Quando la malattia irrompe
«Gentile direttore, chissà quante lettere riceve come la mia... Non avrei mai creduto di entrare tra queste. Sono sempre stato bene, mai un problema fisico serio, sempre evitato gli ospedali perché mi mettono in soggezione, e adesso non mi sembra ancora vero tocchi a me lottare contro il cancro, portare pazienza io che me ne ritenevo privo, fare i conti con la sofferenza e con il limite, in vista di una guarigione che chissà se verrà. Non so se ha senso che le stia scrivendo e non so se ha senso la malattia, mi scuso e la ringrazio, perché almeno scrivendole mi sono sfogato. Preghi per me, se può». Lettera firmata
Non deve scusarsi: a volte sfogarsi può aiutare a non lasciar scivolare via sensazioni ed emozioni che meritano di essere prese sul serio. Mi dolgo con lei per la malattia che l’ha colpita… Quando succede, emerge la fragilità personale, che in realtà non ci ha mai lasciato, ma che spesso preferiamo mettere da parte, tra parentesi, tutti presi dal «non essere ammalati mai» e da un efficientismo che sembra imprescindibile per l’oggi.
Sto rispondendo alla sua lettera nei giorni appena precedenti il Natale. Ho di fronte a me le Fonti Francescane, la grande raccolta degli scritti di Francesco e Chiara d’Assisi, e delle prime testimonianze che li riguardano. C’è un episodio forse non così conosciuto che può illuminare quanto sta vivendo. Il titolo è Una consolazione davvero meravigliosa che il Signore le concesse nella sua malattia. «Le», perché la protagonista è Chiara, anziana, quando l’amico Francesco è già sepolto e canonizzato.
Ecco l’inizio del racconto: «In quell’ora della Natività, quando il mondo insieme con gli angeli giubila per la nascita del bambino, tutte le “signore” vanno in coro per il mattutino e lasciano sola la madre oppressa dalle malattie. Quella allora cominciò a pensare al piccolo Gesù e, molto dispiaciuta di non poter partecipare alle loro lodi, sospirando disse: “Signore Gesù, eccomi in questo luogo, abbandonata, sola con te”» (FF 3212). Quanto accade dopo è il motivo per il quale Chiara è patrona della televisione: lei che era sola, nel dormitorio di San Damiano, vede e sente a distanza la celebrazione che si stava tenendo nella chiesa di San Francesco. Ma sono le parole della santa il passaggio che più mi colpisce. Se è vero che la malattia ci fa sentire soli, oltre che fragili, in quel frangente siamo «soli con te». Sembra un paradosso! Ma è anche una verità grande.

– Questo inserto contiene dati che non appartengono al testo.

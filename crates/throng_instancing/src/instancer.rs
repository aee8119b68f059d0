//! The Sink interface: the owner of the GPU instance buffer.

use throng_core::{FrameClock, Result, SkeletonId, Ticks};

use crate::instance::InstanceData;

/// Owner of GPU-resident instance storage and identifier allocation.
///
/// Instance records never talk to the GPU themselves. They hand their
/// [`InstanceData`] to a `MeshInstancer`, which copies the dirty field
/// groups and clears the mask in the same call.
pub trait MeshInstancer {
    /// Global tick counter. Monotonic for the whole session.
    fn ticks(&self) -> Ticks;

    /// Current tick and seconds, as passed to instance mutators.
    fn clock(&self) -> FrameClock;

    /// Allocates an instance id and stores it in `instance`.
    fn initialize(&mut self, instance: &mut InstanceData) -> Result<()>;

    /// Releases the id held by `instance`. Released instances are no longer
    /// drawn.
    fn delete(&mut self, instance: &mut InstanceData) -> Result<()>;

    /// Deletes every instance, continuing past failures. Returns the first
    /// error.
    fn delete_many(&mut self, instances: &mut [InstanceData]) -> Result<()> {
        let mut result = Ok(());
        for instance in instances {
            result = result.and(self.delete(instance));
        }
        result
    }

    fn new_skeleton_id(&mut self) -> Result<SkeletonId>;

    fn release_skeleton_id(&mut self, id: SkeletonId);

    /// Stages the dirty fields of `instance` and clears its mask.
    fn append(&mut self, instance: &mut InstanceData) -> Result<()>;

    fn append_many(&mut self, instances: &mut [InstanceData]) -> Result<()> {
        for instance in instances {
            self.append(instance)?;
        }
        Ok(())
    }
}
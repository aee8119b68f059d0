//! Instancer Settings
//!
//! Configuration consumed once when a Sink is created.
//!
//! ```rust
//! use throng_core::settings::InstancerSettings;
//!
//! let settings = InstancerSettings {
//!     max_instances: 4096,
//!     ..Default::default()
//! };
//! assert!(settings.animation_culling);
//! ```

/// Global configuration for a mesh instancer.
///
/// | Field                | Description                                   | Default |
/// |----------------------|-----------------------------------------------|---------|
/// | `max_instances`      | Capacity of the GPU instance buffer           | `65536` |
/// | `max_skeletons`      | Capacity of the skeleton id pool              | `8192`  |
/// | `num_skeleton_bones` | Largest bone count of any registered skeleton | `64`    |
/// | `max_parent_depth`   | Deepest parent chain the GPU resolves         | `10`    |
/// | `animation_culling`  | Culling flag hosts pass to `initialize`       | `true`  |
///
/// `max_parent_depth` must cover the deepest bone chain plus two levels:
/// one for the mesh root and one for objects attached to bones.
///
/// The Sink never reads `animation_culling` itself. Hosts read it back through
/// the Sink's settings and hand it to `SkinnedMesh::initialize` for each new mesh.
#[derive(Debug, Clone, PartialEq, Eq)]
pub struct InstancerSettings {
    pub max_instances: usize,
    pub max_skeletons: usize,
    pub num_skeleton_bones: usize,
    pub max_parent_depth: usize,
    pub animation_culling: bool,
}

impl Default for InstancerSettings {
    fn default() -> Self {
        Self {
            max_instances: 65_536,
            max_skeletons: 8_192,
            num_skeleton_bones: 64,
            max_parent_depth: 10,
            animation_culling: true,
        }
    }
}

impl InstancerSettings {
    /// Parent depth needed for a skeleton whose deepest bone chain has
    /// `hierarchy_depth` levels.
    #[inline]
    #[must_use]
    pub fn required_parent_depth(hierarchy_depth: usize) -> usize {
        hierarchy_depth + 2
    }
}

«Gesù ci mostra che il cielo soffre insieme a noi quando noi soffriamo» leggo ben sintetizzato in Youcat, il catechismo per giovani. Dove trovo inoltre una bella spiegazione dell’unzione degli infermi, che «dona consolazione, pace e forza e unisce profondamente a Cristo» i sofferenti. «Molti malati hanno paura di questo sacramento – riconosce il catechismo – e lo rimandano fino all’ultimo, convinti che si tratti dell’anticamera della morte. Ma in realtà è vero il contrario: l’unzione dei malati è una sorta di assicurazione sulla vita».
Anche papa Francesco nel suo messaggio per la prossima Giornata del malato (11 febbraio) ha sottolineato come Gesù «si è fatto solidale con noi»: «La solidarietà di Cristo, Figlio di Dio nato da Maria, è l’espressione dell’onnipotenza misericordiosa di Dio che si manifesta nella nostra vita – soprattutto quando è fragile, ferita, umiliata, emarginata, sofferente – infondendo in essa la forza della speranza che ci fa rialzare e ci sostiene». È questa pure la mia preghiera: la vicinanza di Gesù, unica vera consolazione possibile, la faccia rialzare e la sostenga. Un abbraccio!